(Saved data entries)
◆ ◆ ◆ ◆ ◆ ◆ ◆
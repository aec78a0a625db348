//! Flattens live JVM object graphs into two linear forms: C global
//! declarations a translated program compiles in, and a self-describing
//! binary stream for the remote-call boundary. Both walks share the same
//! cycle-breaking discipline (label an object before visiting its
//! fields) and the same [`TypeRegistry`] id space.

pub use javelin_core::error::{FlattenError, JavelinError, RegistryError, WireError};
pub use javelin_core::header;
pub use javelin_core::identity::IdentityTracker;
pub use javelin_core::provider::{ClassInfo, ClassPool, ClassShape, TypeProvider};
pub use javelin_core::types::{FieldDef, JavaType, PrimKind, QualifiedName};
pub use javelin_core::value::{ObjRef, ObjectBody, PrimArray, Value};
pub use javelin_emit::{FlattenOutput, HeapModel, ObjectFlattener};
pub use javelin_registry::{
    DependencyOrderer, DescriptorId, TypeDescriptor, TypeKind, TypeRegistry,
};
pub use javelin_wire::{scalar, BinaryDecoder, BinaryEncoder, ByteReader, ByteWriter};

pub mod prelude {
    pub use javelin_core::error::JavelinError;
    pub use javelin_core::provider::{ClassPool, ClassShape, TypeProvider};
    pub use javelin_core::types::{FieldDef, JavaType, PrimKind, QualifiedName};
    pub use javelin_core::value::{PrimArray, Value};
    pub use javelin_emit::{HeapModel, ObjectFlattener};
    pub use javelin_registry::TypeRegistry;
    pub use javelin_wire::{BinaryDecoder, BinaryEncoder};
}
//! Emission ordering of struct definitions.
//!
//! Embedded-by-value types must be defined before the structs that embed
//! them, so the registry records a `producer -> dependency` edge for
//! every such embedding and replays the graph in dependency order when
//! the definitions are rendered. Cycles cannot deadlock the walk: the
//! post-order traversal marks a node before descending, so a back edge
//! is simply skipped and one member of the cycle comes out first.

use petgraph::graph::{DiGraph, NodeIndex};
use petgraph::visit::{DfsPostOrder, Walker};
use rustc_hash::FxHashMap;

use crate::descriptor::DescriptorId;

/// Records definition-order constraints between registered types.
#[derive(Debug, Default)]
pub struct DependencyOrderer {
    graph: DiGraph<DescriptorId, ()>,
    nodes: FxHashMap<DescriptorId, NodeIndex>,
    /// Registration order, used for everything the graph does not
    /// constrain.
    discovered: Vec<DescriptorId>,
}

impl DependencyOrderer {
    pub fn new() -> Self {
        DependencyOrderer::default()
    }

    /// Notes that `id` exists, without constraints.
    pub fn discover(&mut self, id: DescriptorId) {
        self.discovered.push(id);
    }

    /// Notes that `producer`'s definition embeds `dependency`'s, so the
    /// dependency must be emitted first.
    pub fn require(&mut self, producer: DescriptorId, dependency: DescriptorId) {
        let p = self.node(producer);
        let d = self.node(dependency);
        // post-order visits the edge target first
        if self.graph.find_edge(p, d).is_none() {
            self.graph.add_edge(p, d, ());
        }
    }

    fn node(&mut self, id: DescriptorId) -> NodeIndex {
        match self.nodes.get(&id) {
            Some(&n) => n,
            None => {
                let n = self.graph.add_node(id);
                self.nodes.insert(id, n);
                n
            }
        }
    }

    /// Every discovered descriptor, dependencies before their producers,
    /// unconstrained types in registration order.
    pub fn order(&self) -> Vec<DescriptorId> {
        let mut out = Vec::with_capacity(self.discovered.len());
        let mut seen = vec![false; self.discovered.len().max(1)];
        let mut mark = |id: DescriptorId, out: &mut Vec<DescriptorId>| {
            let slot = id.index();
            if slot >= seen.len() {
                seen.resize(slot + 1, false);
            }
            if !seen[slot] {
                seen[slot] = true;
                out.push(id);
            }
        };

        let mut dfs = DfsPostOrder::empty(&self.graph);
        for start in self.graph.node_indices() {
            dfs.move_to(start);
            for n in (&mut dfs).iter(&self.graph) {
                mark(self.graph[n], &mut out);
            }
        }
        for &id in &self.discovered {
            mark(id, &mut out);
        }
        out
    }
}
◆ ◆ ◆ ◆ ◆ ◆ ◆
Required action:
Each entry is to be written out exactly as it was given.

The answer:
repository aec78a0a625db348
//! Flattens live JVM object graphs into two linear forms: C global
//! declarations a translated program compiles in, and a self-describing
//! binary stream for the remote-call boundary. Both walks share the same
//! cycle-breaking discipline (label an object before visiting its
//! fields) and the same [`TypeRegistry`] id space.

pub use javelin_core::error::{FlattenError, JavelinError, RegistryError, WireError};
pub use javelin_core::header;
pub use javelin_core::identity::IdentityTracker;
pub use javelin_core::provider::{ClassInfo, ClassPool, ClassShape, TypeProvider};
pub use javelin_core::types::{FieldDef, JavaType, PrimKind, QualifiedName};
pub use javelin_core::value::{ObjRef, ObjectBody, PrimArray, Value};
pub use javelin_emit::{FlattenOutput, HeapModel, ObjectFlattener};
pub use javelin_registry::{
    DependencyOrderer, DescriptorId, TypeDescriptor, TypeKind, TypeRegistry,
};
pub use javelin_wire::{scalar, BinaryDecoder, BinaryEncoder, ByteReader, ByteWriter};

pub mod prelude {
    pub use javelin_core::error::JavelinError;
    pub use javelin_core::provider::{ClassPool, ClassShape, TypeProvider};
    pub use javelin_core::types::{FieldDef, JavaType, PrimKind, QualifiedName};
    pub use javelin_core::value::{PrimArray, Value};
    pub use javelin_emit::{HeapModel, ObjectFlattener};
    pub use javelin_registry::TypeRegistry;
    pub use javelin_wire::{BinaryDecoder, BinaryEncoder};
}
//! Emission ordering of struct definitions.
//!
//! Embedded-by-value types must be defined before the structs that embed
//! them, so the registry records a `producer -> dependency` edge for
//! every such embedding and replays the graph in dependency order when
//! the definitions are rendered. Cycles cannot deadlock the walk: the
//! post-order traversal marks a node before descending, so a back edge
//! is simply skipped and one member of the cycle comes out first.

use petgraph::graph::{DiGraph, NodeIndex};
use petgraph::visit::{DfsPostOrder, Walker};
use rustc_hash::FxHashMap;

use crate::descriptor::DescriptorId;

/// Records definition-order constraints between registered types.
#[derive(Debug, Default)]
pub struct DependencyOrderer {
    graph: DiGraph<DescriptorId, ()>,
    nodes: FxHashMap<DescriptorId, NodeIndex>,
    /// Registration order, used for everything the graph does not
    /// constrain.
    discovered: Vec<DescriptorId>,
}

impl DependencyOrderer {
    pub fn new() -> Self {
        DependencyOrderer::default()
    }

    /// Notes that `id` exists, without constraints.
    pub fn discover(&mut self, id: DescriptorId) {
        self.discovered.push(id);
    }

    /// Notes that `producer`'s definition embeds `dependency`'s, so the
    /// dependency must be emitted first.
    pub fn require(&mut self, producer: DescriptorId, dependency: DescriptorId) {
        let p = self.node(producer);
        let d = self.node(dependency);
        // post-order visits the edge target first
        if self.graph.find_edge(p, d).is_none() {
            self.graph.add_edge(p, d, ());
        }
    }

    fn node(&mut self, id: DescriptorId) -> NodeIndex {
        match self.nodes.get(&id) {
            Some(&n) => n,
            None => {
                let n = self.graph.add_node(id);
                self.nodes.insert(id, n);
                n
            }
        }
    }

    /// Every discovered descriptor, dependencies before their producers,
    /// unconstrained types in registration order.
    pub fn order(&self) -> Vec<DescriptorId> {
        let mut out = Vec::with_capacity(self.discovered.len());
        let mut seen = vec![false; self.discovered.len().max(1)];
        let mut mark = |id: DescriptorId, out: &mut Vec<DescriptorId>| {
            let slot = id.index();
            if slot >= seen.len() {
                seen.resize(slot + 1, false);
            }
            if !seen[slot] {
                seen[slot] = true;
                out.push(id);
            }
        };

        let mut dfs = DfsPostOrder::empty(&self.graph);
        for start in self.graph.node_indices() {
            dfs.move_to(start);
            for n in (&mut dfs).iter(&self.graph) {
                mark(self.graph[n], &mut out);
            }
        }
        for &id in &self.discovered {
            mark(id, &mut out);
        }
        out
    }
}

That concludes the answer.